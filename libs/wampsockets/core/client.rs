use crate::config::TransportConfig;
use crate::connection_state::{AtomicConnectionState, AtomicMetrics, ConnectionState};
use crate::traits::*;
use parking_lot::Mutex;
use std::sync::atomic::{AtomicBool, Ordering};
use std::sync::Arc;
use tokio::sync::Notify;
use tokio::task::JoinHandle;
use tracing::{debug, info, warn};

/// Transport metrics snapshot
#[derive(Debug, Clone, PartialEq, Eq)]
pub struct Metrics {
    pub connection_attempts: u64,
    pub connections: u64,
    pub reconnect_count: u64,
    pub connection_state: ConnectionState,
}

/// State shared between the transport task and every handle
struct TransportShared {
    url: String,
    /// When false, no further connection attempt is made
    continue_trying: AtomicBool,
    state: AtomicConnectionState,
    metrics: AtomicMetrics,
    strategy: Mutex<Box<dyn ReconnectionStrategy>>,
    /// Wakes the task out of a pending retry timer or connection attempt
    stop: Notify,
}

/// Cloneable control handle for a [`ReconnectingTransport`]
#[derive(Clone)]
pub struct TransportHandle {
    shared: Arc<TransportShared>,
}

impl TransportHandle {
    /// Get the URL the transport connects to
    pub fn url(&self) -> &str {
        &self.shared.url
    }

    /// Get current connection state
    #[inline]
    pub fn connection_state(&self) -> ConnectionState {
        self.shared.state.get()
    }

    /// Check whether further attempts are still allowed
    #[inline]
    pub fn is_trying(&self) -> bool {
        self.shared.continue_trying.load(Ordering::Acquire)
    }

    /// Reset the backoff to its initial delay and attempt count
    ///
    /// Called by the protocol once a connection proved usable.
    pub fn reset_delay(&self) {
        self.shared.strategy.lock().reset();
        debug!("Reconnection backoff reset");
    }

    /// Retries scheduled since the last reset
    pub fn attempts(&self) -> u32 {
        self.shared.strategy.lock().attempts()
    }

    /// Stop reconnecting
    ///
    /// Cancels a pending retry timer or an in-flight connection attempt.
    /// An established connection is left to its handler; once it ends the
    /// transport task exits instead of scheduling another attempt.
    pub fn stop_trying(&self) {
        if self.shared.continue_trying.swap(false, Ordering::AcqRel) {
            info!("Stopping reconnection to {}", self.shared.url);
        }
        self.shared.stop.notify_one();
    }

    /// Get current metrics
    pub fn metrics(&self) -> Metrics {
        Metrics {
            connection_attempts: self.shared.metrics.attempts(),
            connections: self.shared.metrics.connections(),
            reconnect_count: self.shared.metrics.reconnect_count(),
            connection_state: self.shared.state.get(),
        }
    }
}

impl std::fmt::Debug for TransportHandle {
    fn fmt(&self, f: &mut std::fmt::Formatter<'_>) -> std::fmt::Result {
        f.debug_struct("TransportHandle")
            .field("url", &self.shared.url)
            .field("state", &self.shared.state.get())
            .field("trying", &self.is_trying())
            .finish()
    }
}

/// WebSocket transport that keeps reconnecting with a backoff strategy
///
/// Composition rather than inheritance: every attempt is delegated to a
/// [`TransportOpener`], every established connection to a
/// [`ConnectionHandler`]. The transport only owns the retry loop, the
/// backoff state and the retry timer.
///
/// Both failure classes (an attempt that fails, and an established
/// connection that is lost) schedule the next attempt the same way.
pub struct ReconnectingTransport {
    handle: TransportHandle,
    task: Option<JoinHandle<()>>,
}

impl ReconnectingTransport {
    /// Spawn the transport task; the first attempt starts immediately
    ///
    /// Must be called from within a tokio runtime.
    pub fn spawn(
        config: TransportConfig,
        opener: Arc<dyn TransportOpener>,
        handler: Arc<dyn ConnectionHandler>,
    ) -> Self {
        let shared = Arc::new(TransportShared {
            url: config.url,
            continue_trying: AtomicBool::new(true),
            state: AtomicConnectionState::new(ConnectionState::Disconnected),
            metrics: AtomicMetrics::new(),
            strategy: Mutex::new(config.reconnect_strategy),
            stop: Notify::new(),
        });
        let handle = TransportHandle { shared };

        let task = {
            let handle = handle.clone();
            tokio::spawn(async move {
                run_transport(handle, opener, handler).await;
            })
        };

        Self {
            handle,
            task: Some(task),
        }
    }

    /// Get a cloneable handle to this transport
    pub fn handle(&self) -> TransportHandle {
        self.handle.clone()
    }

    /// Stop reconnecting (see [`TransportHandle::stop_trying`])
    pub fn stop_trying(&self) {
        self.handle.stop_trying();
    }

    /// Check whether the transport task has exited
    pub fn is_finished(&self) -> bool {
        self.task.as_ref().map_or(true, JoinHandle::is_finished)
    }

    /// Wait for the transport task to exit
    pub async fn join(mut self) {
        if let Some(task) = self.task.take() {
            let _ = task.await;
        }
    }
}

/// Main transport task loop
async fn run_transport(
    handle: TransportHandle,
    opener: Arc<dyn TransportOpener>,
    handler: Arc<dyn ConnectionHandler>,
) {
    let shared = Arc::clone(&handle.shared);
    let mut first_attempt = true;

    loop {
        if !handle.is_trying() {
            debug!("Reconnection disabled, exiting transport loop");
            break;
        }

        shared.state.set(if first_attempt {
            ConnectionState::Connecting
        } else {
            ConnectionState::Reconnecting
        });
        first_attempt = false;
        shared.metrics.increment_attempts();

        let attempt = tokio::select! {
            result = opener.open(&shared.url) => Some(result),
            _ = shared.stop.notified() => None,
        };
        let Some(attempt) = attempt else {
            debug!("Stop requested during connection attempt");
            break;
        };

        match attempt {
            Ok(connection) => {
                info!("Connected to {}", shared.url);
                shared.state.set(ConnectionState::Connected);
                shared.metrics.increment_connections();

                match handler.on_connection(connection, handle.clone()).await {
                    Ok(()) => info!("Connection to {} closed", shared.url),
                    Err(e) => warn!("Connection lost ({}) .. retrying ..", e),
                }
            }
            Err(e) => {
                warn!("Connection failed ({}) .. retrying ..", e);
            }
        }

        shared.state.set(ConnectionState::Disconnected);

        if !handle.is_trying() {
            debug!("Stop requested during connection, not reconnecting");
            break;
        }

        let delay = shared.strategy.lock().next_delay();
        let Some(delay) = delay else {
            warn!("Reconnection strategy exhausted for {}, giving up", shared.url);
            break;
        };

        info!(
            "Reconnecting in {:?} (attempt {})",
            delay,
            handle.attempts()
        );
        shared.metrics.increment_reconnects();

        tokio::select! {
            _ = tokio::time::sleep(delay) => {}
            _ = shared.stop.notified() => {
                debug!("Stop requested during reconnection delay");
                break;
            }
        }
    }

    shared.state.set(ConnectionState::Stopped);
    info!("Transport task exiting");
}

=-=-=-=-=

Print every record above exactly as written.

§ Written reply:
filename libs/wampsockets/core/client.rs
use crate::config::TransportConfig;
use crate::connection_state::{AtomicConnectionState, AtomicMetrics, ConnectionState};
use crate::traits::*;
use parking_lot::Mutex;
use std::sync::atomic::{AtomicBool, Ordering};
use std::sync::Arc;
use tokio::sync::Notify;
use tokio::task::JoinHandle;
use tracing::{debug, info, warn};

/// Transport metrics snapshot
#[derive(Debug, Clone, PartialEq, Eq)]
pub struct Metrics {
    pub connection_attempts: u64,
    pub connections: u64,
    pub reconnect_count: u64,
    pub connection_state: ConnectionState,
}

/// State shared between the transport task and every handle
struct TransportShared {
    url: String,
    /// When false, no further connection attempt is made
    continue_trying: AtomicBool,
    state: AtomicConnectionState,
    metrics: AtomicMetrics,
    strategy: Mutex<Box<dyn ReconnectionStrategy>>,
    /// Wakes the task out of a pending retry timer or connection attempt
    stop: Notify,
}

/// Cloneable control handle for a [`ReconnectingTransport`]
#[derive(Clone)]
pub struct TransportHandle {
    shared: Arc<TransportShared>,
}

impl TransportHandle {
    /// Get the URL the transport connects to
    pub fn url(&self) -> &str {
        &self.shared.url
    }

    /// Get current connection state
    #[inline]
    pub fn connection_state(&self) -> ConnectionState {
        self.shared.state.get()
    }

    /// Check whether further attempts are still allowed
    #[inline]
    pub fn is_trying(&self) -> bool {
        self.shared.continue_trying.load(Ordering::Acquire)
    }

    /// Reset the backoff to its initial delay and attempt count
    ///
    /// Called by the protocol once a connection proved usable.
    pub fn reset_delay(&self) {
        self.shared.strategy.lock().reset();
        debug!("Reconnection backoff reset");
    }

    /// Retries scheduled since the last reset
    pub fn attempts(&self) -> u32 {
        self.shared.strategy.lock().attempts()
    }

    /// Stop reconnecting
    ///
    /// Cancels a pending retry timer or an in-flight connection attempt.
    /// An established connection is left to its handler; once it ends the
    /// transport task exits instead of scheduling another attempt.
    pub fn stop_trying(&self) {
        if self.shared.continue_trying.swap(false, Ordering::AcqRel) {
            info!("Stopping reconnection to {}", self.shared.url);
        }
        self.shared.stop.notify_one();
    }

    /// Get current metrics
    pub fn metrics(&self) -> Metrics {
        Metrics {
            connection_attempts: self.shared.metrics.attempts(),
            connections: self.shared.metrics.connections(),
            reconnect_count: self.shared.metrics.reconnect_count(),
            connection_state: self.shared.state.get(),
        }
    }
}

impl std::fmt::Debug for TransportHandle {
    fn fmt(&self, f: &mut std::fmt::Formatter<'_>) -> std::fmt::Result {
        f.debug_struct("TransportHandle")
            .field("url", &self.shared.url)
            .field("state", &self.shared.state.get())
            .field("trying", &self.is_trying())
            .finish()
    }
}

/// WebSocket transport that keeps reconnecting with a backoff strategy
///
/// Composition rather than inheritance: every attempt is delegated to a
/// [`TransportOpener`], every established connection to a
/// [`ConnectionHandler`]. The transport only owns the retry loop, the
/// backoff state and the retry timer.
///
/// Both failure classes (an attempt that fails, and an established
/// connection that is lost) schedule the next attempt the same way.
pub struct ReconnectingTransport {
    handle: TransportHandle,
    task: Option<JoinHandle<()>>,
}

impl ReconnectingTransport {
    /// Spawn the transport task; the first attempt starts immediately
    ///
    /// Must be called from within a tokio runtime.
    pub fn spawn(
        config: TransportConfig,
        opener: Arc<dyn TransportOpener>,
        handler: Arc<dyn ConnectionHandler>,
    ) -> Self {
        let shared = Arc::new(TransportShared {
            url: config.url,
            continue_trying: AtomicBool::new(true),
            state: AtomicConnectionState::new(ConnectionState::Disconnected),
            metrics: AtomicMetrics::new(),
            strategy: Mutex::new(config.reconnect_strategy),
            stop: Notify::new(),
        });
        let handle = TransportHandle { shared };

        let task = {
            let handle = handle.clone();
            tokio::spawn(async move {
                run_transport(handle, opener, handler).await;
            })
        };

        Self {
            handle,
            task: Some(task),
        }
    }

    /// Get a cloneable handle to this transport
    pub fn handle(&self) -> TransportHandle {
        self.handle.clone()
    }

    /// Stop reconnecting (see [`TransportHandle::stop_trying`])
    pub fn stop_trying(&self) {
        self.handle.stop_trying();
    }

    /// Check whether the transport task has exited
    pub fn is_finished(&self) -> bool {
        self.task.as_ref().map_or(true, JoinHandle::is_finished)
    }

    /// Wait for the transport task to exit
    pub async fn join(mut self) {
        if let Some(task) = self.task.take() {
            let _ = task.await;
        }
    }
}

/// Main transport task loop
async fn run_transport(
    handle: TransportHandle,
    opener: Arc<dyn TransportOpener>,
    handler: Arc<dyn ConnectionHandler>,
) {
    let shared = Arc::clone(&handle.shared);
    let mut first_attempt = true;

    loop {
        if !handle.is_trying() {
            debug!("Reconnection disabled, exiting transport loop");
            break;
        }

        shared.state.set(if first_attempt {
            ConnectionState::Connecting
        } else {
            ConnectionState::Reconnecting
        });
        first_attempt = false;
        shared.metrics.increment_attempts();

        let attempt = tokio::select! {
            result = opener.open(&shared.url) => Some(result),
            _ = shared.stop.notified() => None,
        };
        let Some(attempt) = attempt else {
            debug!("Stop requested during connection attempt");
            break;
        };

        match attempt {
            Ok(connection) => {
                info!("Connected to {}", shared.url);
                shared.state.set(ConnectionState::Connected);
                shared.metrics.increment_connections();

                match handler.on_connection(connection, handle.clone()).await {
                    Ok(()) => info!("Connection to {} closed", shared.url),
                    Err(e) => warn!("Connection lost ({}) .. retrying ..", e),
                }
            }
            Err(e) => {
                warn!("Connection failed ({}) .. retrying ..", e);
            }
        }

        shared.state.set(ConnectionState::Disconnected);

        if !handle.is_trying() {
            debug!("Stop requested during connection, not reconnecting");
            break;
        }

        let delay = shared.strategy.lock().next_delay();
        let Some(delay) = delay else {
            warn!("Reconnection strategy exhausted for {}, giving up", shared.url);
            break;
        };

        info!(
            "Reconnecting in {:?} (attempt {})",
            delay,
            handle.attempts()
        );
        shared.metrics.increment_reconnects();

        tokio::select! {
            _ = tokio::time::sleep(delay) => {}
            _ = shared.stop.notified() => {
                debug!("Stop requested during reconnection delay");
                break;
            }
        }
    }

    shared.state.set(ConnectionState::Stopped);
    info!("Transport task exiting");
}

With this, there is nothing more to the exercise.